PROVIDED ENTRIES:
☆ ☆ ☆ ☆ ☆ ☆ ☆

// ABOUTME: Display options for inline images and the configuration units that set them
// ABOUTME: Dimensions render to their wire form and parse back from strings or integers

use crate::error::DimensionParseError;
use serde::de::{self, Deserializer, Visitor};
use serde::Deserialize;
use std::fmt;
use std::str::FromStr;

/// Size of the rendered image along one axis.
#[derive(Debug, Clone, Copy, PartialEq, Eq, Hash)]
pub enum Dimension {
    /// Character cells
    Cells(u32),
    Pixels(u32),
    /// Percentage of the terminal session's width or height
    Percent(u32),
    /// Use the image's intrinsic size
    Auto,
}

impl fmt::Display for Dimension {
    fn fmt(&self, f: &mut fmt::Formatter<'_>) -> fmt::Result {
        match self {
            Dimension::Cells(n) => write!(f, "{n}"),
            Dimension::Pixels(n) => write!(f, "{n}px"),
            Dimension::Percent(n) => write!(f, "{n}%"),
            Dimension::Auto => f.write_str("auto"),
        }
    }
}

impl FromStr for Dimension {
    type Err = DimensionParseError;

    fn from_str(s: &str) -> Result<Self, Self::Err> {
        let s = s.trim();
        if s.is_empty() {
            return Err(DimensionParseError::Empty);
        }
        if s == "auto" {
            return Ok(Dimension::Auto);
        }

        let invalid = || DimensionParseError::Invalid(s.to_string());

        let (digits, unit): (&str, fn(u32) -> Dimension) =
            if let Some(n) = s.strip_suffix("px") {
                (n, Dimension::Pixels)
            } else if let Some(n) = s.strip_suffix('%') {
                (n, Dimension::Percent)
            } else {
                (s, Dimension::Cells)
            };

        // u32::from_str would accept a leading '+'
        if digits.is_empty() || !digits.bytes().all(|b| b.is_ascii_digit()) {
            return Err(invalid());
        }

        digits.parse().map(unit).map_err(|_| invalid())
    }
}

impl<'de> Deserialize<'de> for Dimension {
    fn deserialize<D: Deserializer<'de>>(deserializer: D) -> Result<Self, D::Error> {
        struct DimensionVisitor;

        impl Visitor<'_> for DimensionVisitor {
            type Value = Dimension;

            fn expecting(&self, f: &mut fmt::Formatter<'_>) -> fmt::Result {
                f.write_str("a cell count or a string like \"40\", \"300px\", \"50%\" or \"auto\"")
            }

            fn visit_str<E: de::Error>(self, v: &str) -> Result<Dimension, E> {
                v.parse().map_err(E::custom)
            }

            fn visit_u64<E: de::Error>(self, v: u64) -> Result<Dimension, E> {
                u32::try_from(v)
                    .map(Dimension::Cells)
                    .map_err(|_| E::invalid_value(de::Unexpected::Unsigned(v), &self))
            }

            fn visit_i64<E: de::Error>(self, v: i64) -> Result<Dimension, E> {
                u32::try_from(v)
                    .map(Dimension::Cells)
                    .map_err(|_| E::invalid_value(de::Unexpected::Signed(v), &self))
            }
        }

        deserializer.deserialize_any(DimensionVisitor)
    }
}

/// Parameters of an inline image. Unset fields are left out of the sequence
/// so the terminal applies its own defaults.
#[derive(Debug, Clone, Default, PartialEq, Eq, Deserialize)]
#[serde(default, deny_unknown_fields)]
pub struct ImageOptions {
    pub name: Option<String>,
    pub width: Option<Dimension>,
    pub height: Option<Dimension>,
    #[serde(alias = "preserveAspectRatio")]
    pub preserve_aspect_ratio: Option<bool>,
    pub inline: Option<bool>,
}

impl ImageOptions {
    pub fn new() -> Self {
        Self::default()
    }

    pub fn with_name(mut self, name: impl Into<String>) -> Self {
        self.name = Some(name.into());
        self
    }

    pub fn with_width(mut self, width: Dimension) -> Self {
        self.width = Some(width);
        self
    }

    pub fn with_height(mut self, height: Dimension) -> Self {
        self.height = Some(height);
        self
    }

    pub fn with_preserve_aspect_ratio(mut self, flag: bool) -> Self {
        self.preserve_aspect_ratio = Some(flag);
        self
    }

    pub fn with_inline(mut self, flag: bool) -> Self {
        self.inline = Some(flag);
        self
    }

    /// Overwrites the field targeted by `option`
    pub fn apply(&mut self, option: ImageOption) {
        match option {
            ImageOption::Name(name) => self.name = Some(name),
            ImageOption::Width(width) => self.width = Some(width),
            ImageOption::Height(height) => self.height = Some(height),
            ImageOption::PreserveAspectRatio(flag) => self.preserve_aspect_ratio = Some(flag),
            ImageOption::Inline(flag) => self.inline = Some(flag),
        }
    }

    /// Merge with another set of options, giving precedence to fields set in `other`
    pub fn merge(self, other: ImageOptions) -> ImageOptions {
        ImageOptions {
            name: other.name.or(self.name),
            width: other.width.or(self.width),
            height: other.height.or(self.height),
            preserve_aspect_ratio: other.preserve_aspect_ratio.or(self.preserve_aspect_ratio),
            inline: other.inline.or(self.inline),
        }
    }

    /// The name as it should appear on the wire; an empty name counts as unset
    pub(crate) fn display_name(&self) -> Option<&str> {
        self.name.as_deref().filter(|name| !name.is_empty())
    }
}

impl Extend<ImageOption> for ImageOptions {
    fn extend<I: IntoIterator<Item = ImageOption>>(&mut self, iter: I) {
        for option in iter {
            self.apply(option);
        }
    }
}

impl FromIterator<ImageOption> for ImageOptions {
    fn from_iter<I: IntoIterator<Item = ImageOption>>(iter: I) -> Self {
        let mut options = ImageOptions::default();
        options.extend(iter);
        options
    }
}

/// One configuration unit. Units are applied in order and a later unit for
/// the same field replaces the earlier value.
#[derive(Debug, Clone, PartialEq, Eq)]
pub enum ImageOption {
    Name(String),
    Width(Dimension),
    Height(Dimension),
    PreserveAspectRatio(bool),
    Inline(bool),
}

impl ImageOption {
    /// Name given to the inlined or downloaded file
    pub fn name(name: impl Into<String>) -> Self {
        ImageOption::Name(name.into())
    }

    pub fn width_cells(cells: u32) -> Self {
        ImageOption::Width(Dimension::Cells(cells))
    }

    pub fn width_pixels(pixels: u32) -> Self {
        ImageOption::Width(Dimension::Pixels(pixels))
    }

    /// Width as a percentage of the terminal session's width
    pub fn width_percent(percent: u32) -> Self {
        ImageOption::Width(Dimension::Percent(percent))
    }

    pub fn width_auto() -> Self {
        ImageOption::Width(Dimension::Auto)
    }

    pub fn height_cells(cells: u32) -> Self {
        ImageOption::Height(Dimension::Cells(cells))
    }

    pub fn height_pixels(pixels: u32) -> Self {
        ImageOption::Height(Dimension::Pixels(pixels))
    }

    /// Height as a percentage of the terminal session's height
    pub fn height_percent(percent: u32) -> Self {
        ImageOption::Height(Dimension::Percent(percent))
    }

    pub fn height_auto() -> Self {
        ImageOption::Height(Dimension::Auto)
    }

    pub fn preserve_aspect_ratio(flag: bool) -> Self {
        ImageOption::PreserveAspectRatio(flag)
    }

    /// `false` asks the terminal to download the file instead of showing it
    pub fn inline(flag: bool) -> Self {
        ImageOption::Inline(flag)
    }
}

☆ ☆ ☆ ☆ ☆ ☆ ☆

GOAL OF THE EXERCISE:
The lines above starting at the one that contains "#[derive(Debug, Clone, Copy, PartialEq, Eq, Hash)]" and ending at the one that contains "impl fmt::Display for" must be transcribed exactly, and no other lines may appear.

SOLUTION TO THE PROBLEM:
#[derive(Debug, Clone, Copy, PartialEq, Eq, Hash)]
pub enum Dimension {
    /// Character cells
    Cells(u32),
    Pixels(u32),
    /// Percentage of the terminal session's width or height
    Percent(u32),
    /// Use the image's intrinsic size
    Auto,
}

impl fmt::Display for Dimension {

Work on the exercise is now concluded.